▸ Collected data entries
== == ==

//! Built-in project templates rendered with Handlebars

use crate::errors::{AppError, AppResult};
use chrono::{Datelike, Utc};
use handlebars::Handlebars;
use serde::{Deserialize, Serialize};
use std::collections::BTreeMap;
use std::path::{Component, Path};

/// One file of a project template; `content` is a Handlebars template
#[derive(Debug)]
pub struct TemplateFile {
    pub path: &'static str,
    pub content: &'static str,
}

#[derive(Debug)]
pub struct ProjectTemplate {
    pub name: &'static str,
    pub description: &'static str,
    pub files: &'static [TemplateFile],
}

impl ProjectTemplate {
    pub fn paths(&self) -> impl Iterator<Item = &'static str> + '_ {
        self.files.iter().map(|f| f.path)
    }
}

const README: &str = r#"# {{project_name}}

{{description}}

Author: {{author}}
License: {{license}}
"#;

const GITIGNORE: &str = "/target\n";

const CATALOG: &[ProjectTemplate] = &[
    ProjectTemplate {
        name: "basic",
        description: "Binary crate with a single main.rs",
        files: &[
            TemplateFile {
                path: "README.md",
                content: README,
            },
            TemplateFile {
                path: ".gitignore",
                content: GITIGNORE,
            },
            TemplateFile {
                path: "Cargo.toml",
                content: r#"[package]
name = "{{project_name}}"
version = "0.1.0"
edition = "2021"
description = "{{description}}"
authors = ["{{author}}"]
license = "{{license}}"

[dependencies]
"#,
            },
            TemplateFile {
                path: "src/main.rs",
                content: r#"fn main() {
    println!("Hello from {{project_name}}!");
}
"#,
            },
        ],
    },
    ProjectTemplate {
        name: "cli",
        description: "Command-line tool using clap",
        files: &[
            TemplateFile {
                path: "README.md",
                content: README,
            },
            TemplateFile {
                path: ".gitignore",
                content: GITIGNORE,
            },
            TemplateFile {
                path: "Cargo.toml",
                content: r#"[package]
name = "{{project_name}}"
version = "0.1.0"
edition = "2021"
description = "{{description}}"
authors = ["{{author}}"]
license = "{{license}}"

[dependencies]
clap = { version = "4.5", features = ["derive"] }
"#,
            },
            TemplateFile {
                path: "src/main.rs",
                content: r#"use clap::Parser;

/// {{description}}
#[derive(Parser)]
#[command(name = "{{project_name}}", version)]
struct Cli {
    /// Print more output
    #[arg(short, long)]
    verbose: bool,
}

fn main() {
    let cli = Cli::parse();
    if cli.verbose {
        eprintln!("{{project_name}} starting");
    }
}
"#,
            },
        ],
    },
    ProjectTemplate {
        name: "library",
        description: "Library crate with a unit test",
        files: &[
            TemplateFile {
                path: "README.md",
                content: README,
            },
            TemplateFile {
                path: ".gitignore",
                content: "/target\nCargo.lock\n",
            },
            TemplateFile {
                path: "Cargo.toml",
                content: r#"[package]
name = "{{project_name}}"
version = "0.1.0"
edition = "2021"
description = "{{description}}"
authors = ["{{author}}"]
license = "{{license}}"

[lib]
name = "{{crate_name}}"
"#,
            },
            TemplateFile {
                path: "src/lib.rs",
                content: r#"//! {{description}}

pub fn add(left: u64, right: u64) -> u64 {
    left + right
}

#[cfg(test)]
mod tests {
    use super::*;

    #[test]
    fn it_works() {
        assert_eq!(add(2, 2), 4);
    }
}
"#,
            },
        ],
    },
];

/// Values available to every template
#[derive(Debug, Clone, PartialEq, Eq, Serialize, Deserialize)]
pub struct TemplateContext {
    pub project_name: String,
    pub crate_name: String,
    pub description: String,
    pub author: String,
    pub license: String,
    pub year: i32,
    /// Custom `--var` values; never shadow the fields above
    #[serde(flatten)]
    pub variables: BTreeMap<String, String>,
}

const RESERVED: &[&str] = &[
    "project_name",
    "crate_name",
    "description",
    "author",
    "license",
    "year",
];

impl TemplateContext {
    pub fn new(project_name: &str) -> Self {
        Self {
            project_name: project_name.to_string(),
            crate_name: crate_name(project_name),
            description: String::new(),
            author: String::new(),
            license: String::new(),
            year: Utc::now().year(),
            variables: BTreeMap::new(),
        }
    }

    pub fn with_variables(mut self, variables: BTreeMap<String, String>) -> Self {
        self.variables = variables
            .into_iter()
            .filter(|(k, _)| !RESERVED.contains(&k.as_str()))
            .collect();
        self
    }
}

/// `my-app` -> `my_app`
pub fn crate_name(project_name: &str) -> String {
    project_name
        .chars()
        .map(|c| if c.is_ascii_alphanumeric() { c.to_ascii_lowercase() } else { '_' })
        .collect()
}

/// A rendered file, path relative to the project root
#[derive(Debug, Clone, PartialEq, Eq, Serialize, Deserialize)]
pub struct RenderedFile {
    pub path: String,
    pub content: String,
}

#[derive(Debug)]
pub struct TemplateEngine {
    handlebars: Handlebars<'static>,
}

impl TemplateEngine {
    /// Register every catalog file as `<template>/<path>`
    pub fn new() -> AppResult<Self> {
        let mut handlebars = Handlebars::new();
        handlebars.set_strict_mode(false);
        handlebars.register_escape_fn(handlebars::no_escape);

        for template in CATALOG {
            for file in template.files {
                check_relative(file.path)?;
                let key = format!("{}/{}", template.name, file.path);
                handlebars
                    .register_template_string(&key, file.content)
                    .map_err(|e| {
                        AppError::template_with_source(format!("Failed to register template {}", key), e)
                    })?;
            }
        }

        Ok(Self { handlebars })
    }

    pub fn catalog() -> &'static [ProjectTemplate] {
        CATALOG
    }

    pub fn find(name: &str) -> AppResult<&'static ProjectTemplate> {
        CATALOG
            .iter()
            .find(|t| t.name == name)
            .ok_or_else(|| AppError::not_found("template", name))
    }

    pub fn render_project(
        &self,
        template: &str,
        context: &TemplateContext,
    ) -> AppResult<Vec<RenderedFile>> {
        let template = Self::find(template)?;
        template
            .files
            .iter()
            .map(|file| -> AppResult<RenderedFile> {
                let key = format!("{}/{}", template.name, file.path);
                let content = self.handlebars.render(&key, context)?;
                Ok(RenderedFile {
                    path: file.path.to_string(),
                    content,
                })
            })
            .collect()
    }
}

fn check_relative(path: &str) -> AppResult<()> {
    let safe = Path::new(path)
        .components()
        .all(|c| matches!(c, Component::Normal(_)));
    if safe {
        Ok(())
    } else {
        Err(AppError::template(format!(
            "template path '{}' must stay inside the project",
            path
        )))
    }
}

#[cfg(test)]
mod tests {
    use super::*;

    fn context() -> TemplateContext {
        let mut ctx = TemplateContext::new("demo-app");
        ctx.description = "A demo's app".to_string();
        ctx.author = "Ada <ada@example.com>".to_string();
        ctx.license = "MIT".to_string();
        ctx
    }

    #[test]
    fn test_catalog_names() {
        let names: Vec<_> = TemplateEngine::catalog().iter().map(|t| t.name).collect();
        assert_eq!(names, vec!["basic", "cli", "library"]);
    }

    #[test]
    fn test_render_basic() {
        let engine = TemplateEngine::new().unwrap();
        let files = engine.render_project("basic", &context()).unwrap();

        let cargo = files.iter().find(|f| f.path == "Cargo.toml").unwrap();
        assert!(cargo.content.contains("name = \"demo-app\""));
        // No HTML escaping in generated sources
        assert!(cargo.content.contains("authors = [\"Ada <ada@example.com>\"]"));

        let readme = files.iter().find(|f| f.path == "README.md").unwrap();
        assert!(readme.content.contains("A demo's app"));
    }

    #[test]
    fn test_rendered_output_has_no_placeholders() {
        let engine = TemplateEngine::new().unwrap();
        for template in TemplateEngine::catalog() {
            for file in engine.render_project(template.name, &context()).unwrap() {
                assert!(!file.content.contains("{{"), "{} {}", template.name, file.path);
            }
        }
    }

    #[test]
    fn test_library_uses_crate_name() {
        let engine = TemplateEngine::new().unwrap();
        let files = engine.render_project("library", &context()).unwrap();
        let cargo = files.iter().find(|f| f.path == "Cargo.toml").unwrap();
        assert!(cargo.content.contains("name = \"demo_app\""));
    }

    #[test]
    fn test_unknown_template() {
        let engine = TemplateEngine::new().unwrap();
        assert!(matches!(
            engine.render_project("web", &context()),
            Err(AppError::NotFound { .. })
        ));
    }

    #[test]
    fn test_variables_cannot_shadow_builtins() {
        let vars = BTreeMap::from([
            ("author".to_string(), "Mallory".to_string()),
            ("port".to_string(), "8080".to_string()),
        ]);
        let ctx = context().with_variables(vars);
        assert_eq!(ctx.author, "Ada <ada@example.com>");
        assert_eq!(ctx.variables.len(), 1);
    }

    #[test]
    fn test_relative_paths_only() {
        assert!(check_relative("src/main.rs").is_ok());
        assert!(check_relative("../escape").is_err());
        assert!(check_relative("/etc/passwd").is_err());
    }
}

== == ==

Look through the entries above and find each line where the word "target" occurs; copy those lines.

▸ Exercise solution
const GITIGNORE: &str = "/target\n";
                content: "/target\nCargo.lock\n",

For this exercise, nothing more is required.